The San Juans are the grandest of Colorado’s mountains, and they are a vision of all that is best in that state--- among the highest (only the Sawatch Range is higher on average), easily the most colorful, the most riotous wildflower displays, a visual and aural feast of aspens, and ruggedly dramatic. This lofty realm is a dream for hikers and climbers. What the San Juans lack is true wildness, except perhaps in the heart of the vast Weminuche Wilderness, but they are at least among the wildest of Colorado’s alpine realms. With a little effort, one can find places out here that let him pretend he is the only one ever to have set foot there.
I first saw the San Juans in July 1997 on a loop drive of the pretty but very overrated San Juan Skyway. The following July, my wife and I spent a couple of days seeing the range by car, but I acquired a hunger for a closer look.
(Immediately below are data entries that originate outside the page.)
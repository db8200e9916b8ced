use loadcache::{CacheBuilder, CacheError};

use std::sync::atomic::{AtomicUsize, Ordering};
use std::sync::Arc;
use std::thread;
use std::time::Duration;

#[test]
fn miss_invokes_loader_and_caches_result() {
  let calls = Arc::new(AtomicUsize::new(0));
  let loader_calls = calls.clone();

  let cache = CacheBuilder::new()
    .loader(move |key: &i32| {
      loader_calls.fetch_add(1, Ordering::SeqCst);
      Ok(format!("loaded-{key}"))
    })
    .build()
    .unwrap();

  assert_eq!(*cache.get(&1).unwrap(), "loaded-1");
  assert_eq!(*cache.get(&1).unwrap(), "loaded-1");

  assert_eq!(calls.load(Ordering::SeqCst), 1);
  let stats = cache.stats();
  assert_eq!(stats.load_successes(), 1);
  assert_eq!(stats.hits(), 1);
}

#[test]
fn loader_error_carries_key_and_is_not_cached() {
  let calls = Arc::new(AtomicUsize::new(0));
  let loader_calls = calls.clone();

  let cache = CacheBuilder::new()
    .loader(move |key: &i32| {
      if loader_calls.fetch_add(1, Ordering::SeqCst) == 0 {
        Err("backend unavailable".into())
      } else {
        Ok(format!("loaded-{key}"))
      }
    })
    .build()
    .unwrap();

  let err = cache.get(&7).unwrap_err();
  match &err {
    CacheError::Load { key, source } => {
      assert_eq!(*key, 7);
      assert_eq!(source.to_string(), "backend unavailable");
    }
    other => panic!("expected load error, got {other:?}"),
  }
  assert!(err.to_string().contains('7'));
  assert!(cache.is_empty());

  // The failure was not cached: the next get retries the loader.
  assert_eq!(*cache.get(&7).unwrap(), "loaded-7");

  let stats = cache.stats();
  assert_eq!(stats.load_errors(), 1);
  assert_eq!(stats.load_successes(), 1);
}

#[test]
fn concurrent_gets_for_one_key_observe_a_single_load() {
  let calls = Arc::new(AtomicUsize::new(0));
  let loader_calls = calls.clone();

  let cache = Arc::new(
    CacheBuilder::new()
      .loader(move |key: &i32| {
        loader_calls.fetch_add(1, Ordering::SeqCst);
        // Hold the load long enough for every thread to pile up behind it.
        thread::sleep(Duration::from_millis(50));
        Ok(format!("loaded-{key}"))
      })
      .build()
      .unwrap(),
  );

  let mut handles = Vec::new();
  for _ in 0..8 {
    let cache = cache.clone();
    handles.push(thread::spawn(move || cache.get(&1).unwrap()));
  }
  let values: Vec<_> = handles.into_iter().map(|h| h.join().unwrap()).collect();

  // Every caller observes the value of the one load that ran; the racing
  // callers hit the double-check under the write lock.
  assert_eq!(calls.load(Ordering::SeqCst), 1);
  assert!(values.iter().all(|value| **value == "loaded-1"));
  assert_eq!(cache.stats().load_successes(), 1);
  assert_eq!(cache.stats().hits(), 7);
}

#[test]
fn load_time_accumulates() {
  let cache = CacheBuilder::new()
    .loader(|key: &i32| {
      thread::sleep(Duration::from_millis(10));
      Ok(*key)
    })
    .build()
    .unwrap();

  cache.get(&1).unwrap();
  cache.get(&2).unwrap();

  let stats = cache.stats();
  assert_eq!(stats.load_successes(), 2);
  assert!(stats.total_load_time() >= Duration::from_millis(20));
}
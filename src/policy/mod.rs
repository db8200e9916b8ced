pub mod arbitrary;
pub mod lru;
pub mod random;

pub use arbitrary::ArbitraryPolicy;
pub use lru::LruPolicy;
pub use random::RandomPolicy;

/// Per-entry metadata handed to an eviction policy while it selects a
/// victim. Timestamps are nanoseconds since the cache's internal epoch and
/// are only meaningful relative to each other.
#[derive(Debug)]
pub struct VictimCandidate<'a, K> {
  pub key: &'a K,
  /// When the entry was last read.
  pub last_read: u64,
  /// When the entry was written.
  pub last_write: u64,
}

/// A strategy for choosing which entry to remove when an insert would push a
/// shard past its maximum size.
///
/// The policy is consulted with the shard's write lock held, once per
/// over-capacity insert, and sees every entry currently in the shard. It
/// returns the key of the entry to evict, or `None` to admit the insert
/// without evicting (only sensible for an empty candidate set).
pub trait EvictionPolicy<K>: Send + Sync {
  fn select_victim(&self, candidates: &mut dyn Iterator<Item = VictimCandidate<'_, K>>)
    -> Option<K>;
}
In April 1999 I came back to photograph the peaks and scout out some trailheads for a future summer visit. Finally, in August 2000, taking advantage of a renegotiated summer vacation (some proof of my love for these places is that I asked for a smaller raise in exchange for more time off in August), I came out and did some fantastic hikes. Those I did from Yankee Boy Basin were the most rewarding.
Lavender Col-- August 7, 2000
Lavender Col is the saddle one reaches when following the trail to Mount Sneffels from the end of the road into Yankee Boy Basin, one of the prettiest places in the country. The route to the col is extremely steep and loose, but it requires no climbing skills. The view from the col is astounding; the spectacular ridges and peaks of Yankee Boy Basin and the Sneffels Wilderness surround you, and, being above 13,000’, you actually look down on many of those peaks. Mountains fill the horizon in all directions, and even the famous Lizard Head is clearly visible. The scene is dizzying.
Gambling against the clouds, I hiked up Lavender Col, the saddle separating Mount Sneffels from "Kismet Peak," in the late afternoon, seeing astonishing things. I scrambled around on Kismet a bit but did not try Sneffels for three reasons-- thunderstorms seemed likely (they never came), I was tired (I had put in a 10-mile RT hike in the Lizard Head Wilderness that morning), and my then-inexperienced eyes didn't see a good way up. I went back in 2004 to take care of that bit of unfinished business, though. Anyway, the 2000 hike/scramble to Kismet proved to be an eye-opener-- although I had actually been higher in Colorado before, this was my introduction to the true heights of the San Juans, and for all the roads, mining scars, and crowds in some areas, it is still a magnificent range.
All I could do was gape. I scrambled off-trail a little for some extra views and adventure, enjoying the changing light and shadows on the peaks. It was impossible to look away. I wish I’d climbed Sneffels, but I had been introduced in grand fashion to the stunning high country, the summit country, of Colorado. This time, gaping was enough.
Blue Lakes Pass-- August 8, 2000
Starting shortly before dawn, I hiked up Yankee Boy Basin past Gilpin Lake to Blue Lakes Pass, a distance of about two miles. I reached the pass just as sunlight was first coloring the surrounding peaks. And did those mountains ever come alive! Standing there, I felt a spontaneous love of creation and a wave of thankfulness for my life, my health, my parents, my good fortune (in life, not wealth), and my wife, Katie, whose generous patience with and acceptance of my alpine journeys is exceeded only by her worries for my neck. I gave thanks aloud, one of my few "prayers" in about twelve years. Later that day, in Ouray, I bought a card, wrote to my parents of my thoughts and feelings, and sent it to them. I told them things I should have realized and told them long before.